Congcong wu ^1,2,3 Haitao Ye ^4* Mingzhu Xu ^3* Xuan Zhao ^3* Xuejie Zhao ^3* Lina Li ^3* Mingzhi Li ^3* Yanfei Wei ^3* Yuru Li ^3* Baolan Hu ^1,2*

• ¹ Zhejiang University, Hangzhou, China
• ² Key Laboratory for Water Pollution Control and Environmental Safety Zhejiang Province, Hangzhou, Zhejiang Province, China
• ³ Zhejiang Environmental Technology Co., Ltd, Hangzhou, Jiangsu Province, China
• ⁴ Zhejiang Qingke Environmental Protection Technology Co., Ltd, Quzhou, China

The growing demand for aquaculture products has led to increased density and scale in aquaculture, resulting in higher requirements for feed, antibiotics, vaccines, and other substances, which makes aquaculture an important source of antibiotics and ARGs in environmental waters. However, the occurrence of antibiotics and ARGs under different modes and stages of aquaculture has rarely been systematically studied. In this paper, we investigated the dynamics of major antibiotics, ARGs, bacterial diversity, and their interrelationships in the water bodies at different stages of three major freshwater aquaculture modes (traditional pond, raceway system, and ecological modes) in the south Tai Lake (China). The results showed that quinolone and chloramphenicol were the main antibiotics, and the highest absolute abundance genes were quinolone resistance genes (qnrB) and quinolone resistance genes (sul1), with the mobile genetic element (MGE) intI1, both of which exhibited a gradual seasonal increase. Microbial diversity also varies seasonally, especially with a gradual increase in the abundance of some pathogenic bacteria (Flavobacterium).
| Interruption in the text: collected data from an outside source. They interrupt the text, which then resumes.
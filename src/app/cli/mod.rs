//! CLI Adapter.

mod input;

use std::fs;
use std::io::{self, Write};
use std::path::{Path, PathBuf};

use clap::{Args, Parser, Subcommand};
use serde::Serialize;

use crate::adapters::{
    DotenvConfigSource, EnvConfigSource, LayeredConfigSource, MinijinjaTemplateRenderer,
};
use crate::app::AppContext;
use crate::app::config::{AppConfig, load_settings_file};
use crate::app::logging::init_logging;
use crate::domain::{
    AppError, AssembledPrompt, PromptKind, PromptRequest, PromptSettings, SCOPE_FILES, Verdict,
    parse_questions, parse_verdict,
};

use input::InputArgs;

const DEFAULT_ENV_FILE: &str = ".env";

#[derive(Parser)]
#[command(name = "volo-prompts")]
#[command(version)]
#[command(about = "Build security-audit prompts for the Volo protocol", long_about = None)]
struct Cli {
    /// Settings file (TOML) overriding mirror defaults
    #[arg(long, global = true, value_name = "PATH")]
    settings: Option<PathBuf>,
    /// .env file consulted after the process environment (default: ./.env if present)
    #[arg(long, global = true, value_name = "PATH")]
    env_file: Option<PathBuf>,
    /// Enable debug logging on stderr
    #[arg(short, long, global = true)]
    verbose: bool,
    #[command(subcommand)]
    command: Commands,
}

#[derive(Subcommand)]
enum Commands {
    /// Prompt generating targeted audit questions for one file
    #[clap(visible_alias = "q")]
    Questions {
        /// Repository-relative path of the file to focus on
        target_file: String,
        #[command(flatten)]
        output: OutputArgs,
    },
    /// Prompt validating a vulnerability report
    #[clap(visible_alias = "v")]
    Validate {
        #[command(flatten)]
        input: InputArgs,
        #[command(flatten)]
        output: OutputArgs,
    },
    /// Prompt investigating a single security question
    #[clap(visible_alias = "a")]
    Audit {
        #[command(flatten)]
        input: InputArgs,
        #[command(flatten)]
        output: OutputArgs,
    },
    /// Prompt mapping an external report onto Volo
    #[clap(visible_alias = "s")]
    Scan {
        #[command(flatten)]
        input: InputArgs,
        #[command(flatten)]
        output: OutputArgs,
    },
    /// Print the resolved documentation URL
    BaseUrl,
    /// Print the files in audit scope
    Scope {
        /// Emit a JSON array
        #[arg(long)]
        json: bool,
    },
    /// Classify a model reply as a report or a rejection
    Verdict {
        #[command(flatten)]
        input: InputArgs,
        /// Emit JSON
        #[arg(long)]
        json: bool,
    },
    /// Extract generated questions from a model reply as a JSON array
    ParseQuestions {
        #[command(flatten)]
        input: InputArgs,
    },
}

#[derive(Args, Debug, Clone, Default)]
struct OutputArgs {
    /// Emit a JSON envelope with kind, base URL and fingerprint
    #[arg(long)]
    json: bool,
    /// Write to a file instead of stdout
    #[arg(short, long, value_name = "PATH")]
    output: Option<PathBuf>,
}

/// JSON shape of a rendered prompt.
#[derive(Debug, Serialize)]
struct PromptEnvelope<'a> {
    kind: PromptKind,
    base_url: &'a str,
    run_counter: String,
    fingerprint: String,
    content: &'a str,
}

/// Entry point for the CLI.
pub fn run() {
    let cli = Cli::parse();
    init_logging(cli.verbose);

    if let Err(e) = execute(cli) {
        eprintln!("Error: {}", e);
        std::process::exit(1);
    }
}

fn execute(cli: Cli) -> Result<(), AppError> {
    let ctx = create_context(cli.settings.as_deref(), cli.env_file.as_deref())?;

    match cli.command {
        Commands::Questions { target_file, output } => {
            emit_prompt(&ctx, PromptRequest::new(PromptKind::Questions, target_file), &output)
        }
        Commands::Validate { input, output } => {
            emit_prompt(&ctx, PromptRequest::new(PromptKind::Validation, input.read()?), &output)
        }
        Commands::Audit { input, output } => {
            emit_prompt(&ctx, PromptRequest::new(PromptKind::Audit, input.read()?), &output)
        }
        Commands::Scan { input, output } => {
            emit_prompt(&ctx, PromptRequest::new(PromptKind::Scan, input.read()?), &output)
        }
        Commands::BaseUrl => {
            println!("{}", ctx.config().base_url());
            Ok(())
        }
        Commands::Scope { json } => run_scope(json),
        Commands::Verdict { input, json } => run_verdict(&input.read()?, json),
        Commands::ParseQuestions { input } => {
            let questions = parse_questions(&input.read()?);
            tracing::debug!(count = questions.len(), "parsed questions");
            println!("{}", serde_json::to_string_pretty(&questions)?);
            Ok(())
        }
    }
}

fn create_context(
    settings_path: Option<&Path>,
    env_file: Option<&Path>,
) -> Result<AppContext<MinijinjaTemplateRenderer>, AppError> {
    let settings = match settings_path {
        Some(path) => load_settings_file(path)?,
        None => PromptSettings::default(),
    };
    let source = match env_file {
        Some(path) => LayeredConfigSource::new()
            .with_layer(EnvConfigSource)
            .with_layer(DotenvConfigSource::load(path)?),
        None => LayeredConfigSource::env_then_dotenv(Path::new(DEFAULT_ENV_FILE))?,
    };
    let config = AppConfig::load(&source, settings)?;
    Ok(AppContext::new(config, MinijinjaTemplateRenderer::new()))
}

fn emit_prompt(
    ctx: &AppContext<MinijinjaTemplateRenderer>,
    request: PromptRequest,
    output: &OutputArgs,
) -> Result<(), AppError> {
    let prompt = ctx.build(&request)?;
    let rendered = if output.json { envelope_json(ctx.config(), &prompt)? } else { prompt.content };

    match &output.output {
        Some(path) => {
            fs::write(path, &rendered)?;
            println!("✅ Wrote {} prompt to {}", request.kind(), path.display());
        }
        None => {
            let mut stdout = io::stdout().lock();
            stdout.write_all(rendered.as_bytes())?;
            stdout.flush()?;
        }
    }
    Ok(())
}

fn envelope_json(config: &AppConfig, prompt: &AssembledPrompt) -> Result<String, AppError> {
    let envelope = PromptEnvelope {
        kind: prompt.kind,
        base_url: config.base_url().as_str(),
        run_counter: config.run_counter().to_string(),
        fingerprint: prompt.fingerprint(),
        content: &prompt.content,
    };
    Ok(serde_json::to_string_pretty(&envelope)? + "\n")
}

fn run_scope(json: bool) -> Result<(), AppError> {
    if json {
        println!("{}", serde_json::to_string_pretty(SCOPE_FILES)?);
    } else {
        for path in SCOPE_FILES {
            println!("{}", path);
        }
    }
    Ok(())
}

fn run_verdict(reply: &str, json: bool) -> Result<(), AppError> {
    let verdict = parse_verdict(reply);
    if json {
        println!("{}", serde_json::to_string_pretty(&verdict)?);
        return Ok(());
    }

    println!("{}", verdict.label());
    if let Verdict::Report(report) = &verdict {
        if let Some(title) = &report.title {
            println!("title: {}", title);
        }
        if !report.is_complete() {
            println!("missing sections: {}", report.missing_sections.join(", "));
        }
    }
    Ok(())
}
Antibiotics and resistance genes were found at higher levels in fish ponds compared to shrimp and crab ponds, while they were lower in shrimp and crab ponds that utilized the ecological mode ponds than in the traditional culture mode ponds. The used strategy of antibiotics alters the subtypes of ARGs within the same class, and low concentrations of sulfonamide antibiotics instead promote the spread of corresponding ARGs rather than in situ degradation. Overall, this study presents a comprehensive characterization of antibiotics and ARGs in aquaculture waters from various perspectives. These findings will support the optimization of aquaculture mode and antibiotic usage to finally contribute to the green and sustainable development of aquaculture.